__AIM OF THE TASK__. Write out the listing exactly as it is given.

__DATA FOR THE TASK__.
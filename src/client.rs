//! Collaborators the consumer group drives: the broker client that speaks the group
//! membership protocol and serves fetches, and the store that keeps committed offsets.
//! Responses carry raw kafka error codes which the group interprets through
//! [`ParseResponseErrorCode`](kafka_protocol::error::ParseResponseErrorCode).

use std::collections::HashMap;

use bytes::Bytes;
use futures::future::BoxFuture;
use indexmap::IndexMap;

use crate::{
    consumer::{
        partition_assignor::{Assignment, Subscription},
        ConsumerRecord, OffsetResetStrategy,
    },
    error::Result,
    metadata::{Node, TopicPartition},
    MemberId, PartitionId,
};

pub const CONSUMER_PROTOCOL_TYPE: &str = "consumer";

/// Broker side of the consumer group: coordinator lookup, membership protocol, partition
/// inventory and record fetches.
pub trait KafkaClient: Send + Sync + 'static {
    fn find_coordinator<'a>(&'a self, group_id: &'a str) -> BoxFuture<'a, Result<Node>>;

    fn partitions<'a>(&'a self, topic: &'a str) -> BoxFuture<'a, Result<Vec<PartitionId>>>;

    fn join_group<'a>(
        &'a self,
        node: &'a Node,
        request: JoinGroupRequest,
    ) -> BoxFuture<'a, Result<JoinGroupResponse>>;

    fn sync_group<'a>(
        &'a self,
        node: &'a Node,
        request: SyncGroupRequest,
    ) -> BoxFuture<'a, Result<SyncGroupResponse>>;

    fn heartbeat<'a>(
        &'a self,
        node: &'a Node,
        request: HeartbeatRequest,
    ) -> BoxFuture<'a, Result<HeartbeatResponse>>;

    fn leave_group<'a>(
        &'a self,
        node: &'a Node,
        request: LeaveGroupRequest,
    ) -> BoxFuture<'a, Result<LeaveGroupResponse>>;

    fn fetch(&self, request: FetchRequest) -> BoxFuture<'_, Result<FetchResponse>>;

    /// Resolve the earliest or latest offset of a partition.
    fn list_offset<'a>(
        &'a self,
        topic: &'a str,
        partition: PartitionId,
        strategy: OffsetResetStrategy,
    ) -> BoxFuture<'a, Result<i64>>;
}

/// Offset manager of the group, failures other than generation loss are reported and
/// otherwise ignored.
pub trait OffsetStore: Send + Sync + 'static {
    fn fetch_offset<'a>(
        &'a self,
        group_id: &'a str,
        topic: &'a str,
        partition: PartitionId,
    ) -> BoxFuture<'a, Result<Option<OffsetAndMetadata>>>;

    fn commit(&self, request: OffsetCommitRequest) -> BoxFuture<'_, Result<()>>;
}

#[derive(Debug, Clone, Default)]
pub struct JoinGroupRequest {
    pub group_id: String,
    pub member_id: MemberId,
    pub client_id: String,
    pub group_instance_id: Option<String>,
    pub session_timeout_ms: i32,
    pub rebalance_timeout_ms: i32,
    pub protocol_type: String,
    /// protocol name to member metadata, in priority order
    pub protocols: IndexMap<String, Subscription>,
}

#[derive(Debug, Clone, Default)]
pub struct JoinGroupResponse {
    pub error_code: i16,
    pub generation_id: i32,
    pub protocol_type: Option<String>,
    pub protocol_name: Option<String>,
    pub leader: MemberId,
    pub member_id: MemberId,
    /// only filled for the leader
    pub members: Vec<JoinGroupResponseMember>,
}

#[derive(Debug, Clone, Default)]
pub struct JoinGroupResponseMember {
    pub member_id: MemberId,
    pub group_instance_id: Option<String>,
    pub metadata: Subscription,
}

#[derive(Debug, Clone, Default)]
pub struct SyncGroupRequest {
    pub group_id: String,
    pub generation_id: i32,
    pub member_id: MemberId,
    pub group_instance_id: Option<String>,
    pub protocol_type: Option<String>,
    pub protocol_name: Option<String>,
    /// empty for every member but the leader
    pub assignments: IndexMap<MemberId, Assignment>,
}

#[derive(Debug, Clone, Default)]
pub struct SyncGroupResponse {
    pub error_code: i16,
    pub assignment: Assignment,
}

#[derive(Debug, Clone, Default)]
pub struct HeartbeatRequest {
    pub group_id: String,
    pub generation_id: i32,
    pub member_id: MemberId,
    pub group_instance_id: Option<String>,
}

#[derive(Debug, Clone, Default)]
pub struct HeartbeatResponse {
    pub error_code: i16,
}

#[derive(Debug, Clone, Default)]
pub struct MemberIdentity {
    pub member_id: MemberId,
    pub group_instance_id: Option<String>,
}

#[derive(Debug, Clone, Default)]
pub struct LeaveGroupRequest {
    pub group_id: String,
    pub members: Vec<MemberIdentity>,
}

#[derive(Debug, Clone, Default)]
pub struct LeaveGroupResponse {
    pub error_code: i16,
}

#[derive(Debug, Clone, Default)]
pub struct FetchRequest {
    pub topic: String,
    pub partition: PartitionId,
    pub offset: i64,
    pub max_bytes: i32,
    pub max_wait_ms: i32,
}

#[derive(Debug, Clone, Default)]
pub struct FetchResponse {
    pub error_code: i16,
    pub high_watermark: i64,
    pub records: Vec<ConsumerRecord>,
}

#[derive(Debug, Clone, Default, PartialEq, Eq)]
pub struct OffsetAndMetadata {
    pub offset: i64,
    pub metadata: Option<String>,
}

impl OffsetAndMetadata {
    pub fn new(offset: i64, metadata: Option<String>) -> Self {
        Self { offset, metadata }
    }
}

#[derive(Debug, Clone, Default)]
pub struct OffsetCommitRequest {
    pub group_id: String,
    pub generation_id: i32,
    pub member_id: MemberId,
    pub group_instance_id: Option<String>,
    pub offsets: HashMap<TopicPartition, OffsetAndMetadata>,
}

/// Approximate size of a record, used to honour `max_bytes` of a fetch.
pub fn record_size(record: &ConsumerRecord) -> usize {
    fn len(bytes: &Option<Bytes>) -> usize {
        bytes.as_ref().map(Bytes::len).unwrap_or_default()
    }
    len(&record.key)
        + len(&record.value)
        + record
            .headers
            .iter()
            .map(|(key, value)| key.len() + len(value))
            .sum::<usize>()
}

__SOLUTION TO THE EXERCISE__.
filename src/client.rs
//! Collaborators the consumer group drives: the broker client that speaks the group
//! membership protocol and serves fetches, and the store that keeps committed offsets.
//! Responses carry raw kafka error codes which the group interprets through
//! [`ParseResponseErrorCode`](kafka_protocol::error::ParseResponseErrorCode).

use std::collections::HashMap;

use bytes::Bytes;
use futures::future::BoxFuture;
use indexmap::IndexMap;

use crate::{
    consumer::{
        partition_assignor::{Assignment, Subscription},
        ConsumerRecord, OffsetResetStrategy,
    },
    error::Result,
    metadata::{Node, TopicPartition},
    MemberId, PartitionId,
};

pub const CONSUMER_PROTOCOL_TYPE: &str = "consumer";

/// Broker side of the consumer group: coordinator lookup, membership protocol, partition
/// inventory and record fetches.
pub trait KafkaClient: Send + Sync + 'static {
    fn find_coordinator<'a>(&'a self, group_id: &'a str) -> BoxFuture<'a, Result<Node>>;

    fn partitions<'a>(&'a self, topic: &'a str) -> BoxFuture<'a, Result<Vec<PartitionId>>>;

    fn join_group<'a>(
        &'a self,
        node: &'a Node,
        request: JoinGroupRequest,
    ) -> BoxFuture<'a, Result<JoinGroupResponse>>;

    fn sync_group<'a>(
        &'a self,
        node: &'a Node,
        request: SyncGroupRequest,
    ) -> BoxFuture<'a, Result<SyncGroupResponse>>;

    fn heartbeat<'a>(
        &'a self,
        node: &'a Node,
        request: HeartbeatRequest,
    ) -> BoxFuture<'a, Result<HeartbeatResponse>>;

    fn leave_group<'a>(
        &'a self,
        node: &'a Node,
        request: LeaveGroupRequest,
    ) -> BoxFuture<'a, Result<LeaveGroupResponse>>;

    fn fetch(&self, request: FetchRequest) -> BoxFuture<'_, Result<FetchResponse>>;

    /// Resolve the earliest or latest offset of a partition.
    fn list_offset<'a>(
        &'a self,
        topic: &'a str,
        partition: PartitionId,
        strategy: OffsetResetStrategy,
    ) -> BoxFuture<'a, Result<i64>>;
}

/// Offset manager of the group, failures other than generation loss are reported and
/// otherwise ignored.
pub trait OffsetStore: Send + Sync + 'static {
    fn fetch_offset<'a>(
        &'a self,
        group_id: &'a str,
        topic: &'a str,
        partition: PartitionId,
    ) -> BoxFuture<'a, Result<Option<OffsetAndMetadata>>>;

    fn commit(&self, request: OffsetCommitRequest) -> BoxFuture<'_, Result<()>>;
}

#[derive(Debug, Clone, Default)]
pub struct JoinGroupRequest {
    pub group_id: String,
    pub member_id: MemberId,
    pub client_id: String,
    pub group_instance_id: Option<String>,
    pub session_timeout_ms: i32,
    pub rebalance_timeout_ms: i32,
    pub protocol_type: String,
    /// protocol name to member metadata, in priority order
    pub protocols: IndexMap<String, Subscription>,
}

#[derive(Debug, Clone, Default)]
pub struct JoinGroupResponse {
    pub error_code: i16,
    pub generation_id: i32,
    pub protocol_type: Option<String>,
    pub protocol_name: Option<String>,
    pub leader: MemberId,
    pub member_id: MemberId,
    /// only filled for the leader
    pub members: Vec<JoinGroupResponseMember>,
}

#[derive(Debug, Clone, Default)]
pub struct JoinGroupResponseMember {
    pub member_id: MemberId,
    pub group_instance_id: Option<String>,
    pub metadata: Subscription,
}

#[derive(Debug, Clone, Default)]
pub struct SyncGroupRequest {
    pub group_id: String,
    pub generation_id: i32,
    pub member_id: MemberId,
    pub group_instance_id: Option<String>,
    pub protocol_type: Option<String>,
    pub protocol_name: Option<String>,
    /// empty for every member but the leader
    pub assignments: IndexMap<MemberId, Assignment>,
}

#[derive(Debug, Clone, Default)]
pub struct SyncGroupResponse {
    pub error_code: i16,
    pub assignment: Assignment,
}

#[derive(Debug, Clone, Default)]
pub struct HeartbeatRequest {
    pub group_id: String,
    pub generation_id: i32,
    pub member_id: MemberId,
    pub group_instance_id: Option<String>,
}

#[derive(Debug, Clone, Default)]
pub struct HeartbeatResponse {
    pub error_code: i16,
}

#[derive(Debug, Clone, Default)]
pub struct MemberIdentity {
    pub member_id: MemberId,
    pub group_instance_id: Option<String>,
}

#[derive(Debug, Clone, Default)]
pub struct LeaveGroupRequest {
    pub group_id: String,
    pub members: Vec<MemberIdentity>,
}

#[derive(Debug, Clone, Default)]
pub struct LeaveGroupResponse {
    pub error_code: i16,
}

#[derive(Debug, Clone, Default)]
pub struct FetchRequest {
    pub topic: String,
    pub partition: PartitionId,
    pub offset: i64,
    pub max_bytes: i32,
    pub max_wait_ms: i32,
}

#[derive(Debug, Clone, Default)]
pub struct FetchResponse {
    pub error_code: i16,
    pub high_watermark: i64,
    pub records: Vec<ConsumerRecord>,
}

#[derive(Debug, Clone, Default, PartialEq, Eq)]
pub struct OffsetAndMetadata {
    pub offset: i64,
    pub metadata: Option<String>,
}

impl OffsetAndMetadata {
    pub fn new(offset: i64, metadata: Option<String>) -> Self {
        Self { offset, metadata }
    }
}

#[derive(Debug, Clone, Default)]
pub struct OffsetCommitRequest {
    pub group_id: String,
    pub generation_id: i32,
    pub member_id: MemberId,
    pub group_instance_id: Option<String>,
    pub offsets: HashMap<TopicPartition, OffsetAndMetadata>,
}

/// Approximate size of a record, used to honour `max_bytes` of a fetch.
pub fn record_size(record: &ConsumerRecord) -> usize {
    fn len(bytes: &Option<Bytes>) -> usize {
        bytes.as_ref().map(Bytes::len).unwrap_or_default()
    }
    len(&record.key)
        + len(&record.value)
        + record
            .headers
            .iter()
            .map(|(key, value)| key.len() + len(value))
            .sum::<usize>()
}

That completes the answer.